Discount retailers often report good results when the economy is shaky, as consumers turn to lower-cost options. But Costco is currently out-performing most of its competitors. For example Wal-Mart’s Sam’s Club reported a comp store increase of only 3.8% compared to Costco’s 7%, and Sam’s Club’s segment operating income increased only 12.7% compared to Costco’s operating income increase of 17.8%.

Could something else be at play here? During the time period leading up to and surrounding Black Friday, Wal-Mart’s labor problems brought out the contrasts between Costco’s philosophy on valuing its employees (which it believes produces a competitive advantage) vs. Wal-Mart’s philosophy of aggressively lowering all costs (although its Sam’s Clubs appear to offer better wages and benefits than the typical Wal-Mart).

The differences couldn’t be more stark. In addition to much higher wages, Costco offers more benefits to a much broader range of employees.

According to the company’s website, even part-time hourly employees are eligible for benefits, albeit with fewer choices than full-time employees. Nevertheless, available benefits include medical insurance, dental care, a pharmacy program, a vision program, a 401(k) plan with company matching, dependent care assistance, long and short term disability, life insurance, an employee stock purchase plan, and for employees with 10 or more years of service optional long-term care insurance that can cover “themselves, their spouses, or their parents (in-law) or grandparents (in-law), and their siblings and children over the age of 18.”

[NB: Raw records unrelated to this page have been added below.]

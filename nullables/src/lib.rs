//! Nullable infrastructure for deterministic testing.
//!
//! Every capability the engine consumes from its environment (clock, storage,
//! ledger, master registry) has a test-friendly implementation here that:
//! - Returns deterministic values
//! - Can be controlled programmatically, including injected failures
//! - Never touches the filesystem or network
//!
//! Usage: swap real implementations for nullables in tests.

pub mod clock;
pub mod ledger;
pub mod registry;
pub mod store;

pub use clock::NullClock;
pub use ledger::{LedgerEvent, NullLedger};
pub use registry::NullRegistry;
pub use store::NullStore;
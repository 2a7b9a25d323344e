//! Hand-off of registered subjects to the master registry.
//!
//! Delivery failures never fail a governance operation. The application
//! stays `Registered` with `registry_synced = false` and is picked up by the
//! next reconciliation pass.

use crate::application::Application;
use curation_types::{MasterRegistry, RegistrationRecord, Timestamp};
use serde::{Deserialize, Serialize};
use std::sync::Arc;

/// Result of a reconciliation pass.
#[derive(Clone, Copy, Debug, Default, PartialEq, Eq, Serialize, Deserialize)]
pub struct ReconcileReport {
    pub attempted: u32,
    pub delivered: u32,
    pub failed: u32,
}

pub struct RegistryBridge {
    registry: Arc<dyn MasterRegistry>,
}

impl RegistryBridge {
    pub fn new(registry: Arc<dyn MasterRegistry>) -> Self {
        Self { registry }
    }

    pub fn record(app: &Application, registered_at: Timestamp) -> RegistrationRecord {
        RegistrationRecord {
            subject: app.subject.clone(),
            kind: app.subject_kind,
            applicant: app.applicant.clone(),
            title: app.title.clone(),
            metadata_uri: app.metadata_uri.clone(),
            registered_at,
        }
    }

    /// Forward a registration. Returns whether the registry acknowledged it.
    pub fn on_registered(&self, app: &Application, registered_at: Timestamp) -> bool {
        match self.registry.register(&Self::record(app, registered_at)) {
            Ok(()) => {
                tracing::info!(
                    subject = %app.subject,
                    kind = %app.subject_kind,
                    "registration delivered to master registry"
                );
                true
            }
            Err(e) => {
                tracing::warn!(
                    subject = %app.subject,
                    kind = %app.subject_kind,
                    "master registry delivery failed, will retry on reconcile: {e}"
                );
                false
            }
        }
    }
}
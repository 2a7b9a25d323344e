//! Authenticated caller identities.
//!
//! The engine does not authenticate callers itself. The surrounding service
//! verifies credentials and hands the engine an [`Identity`] token carrying
//! the caller's address and role claims.

use crate::address::Address;
use serde::{Deserialize, Serialize};
use std::collections::BTreeSet;

/// Role claims an identity may carry.
#[derive(Clone, Copy, Debug, PartialEq, Eq, PartialOrd, Ord, Hash, Serialize, Deserialize)]
pub enum Role {
    /// May run administrative controls such as entering lame duck mode.
    Admin,
}

/// An authenticated caller.
#[derive(Clone, Debug, PartialEq, Eq, Serialize, Deserialize)]
pub struct Identity {
    pub address: Address,
    pub roles: BTreeSet<Role>,
}

impl Identity {
    /// An identity with no role claims.
    pub fn new(address: Address) -> Self {
        Self {
            address,
            roles: BTreeSet::new(),
        }
    }

    /// An identity carrying the `Admin` claim.
    pub fn admin(address: Address) -> Self {
        Self::new(address).with_role(Role::Admin)
    }

    pub fn with_role(mut self, role: Role) -> Self {
        self.roles.insert(role);
        self
    }

    pub fn has_role(&self, role: Role) -> bool {
        self.roles.contains(&role)
    }
}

In addition there is a separate, free “Care Network” available from the first day of employment, which is designed to help employees resolve other problems. Professional counselors are available to work with employees and/or make referrals to other professionals. The presence of in-house pharmacies and optical centers in most Costco warehouses make related benefits easy to access. Finally, domestic partners can be added to benefits on the same terms as spouses and children.

By all accounts, store-level Costco employees are more experienced and dedicated to their company than those working for Wal-Mart. How much is this difference contributing to Costco’s results?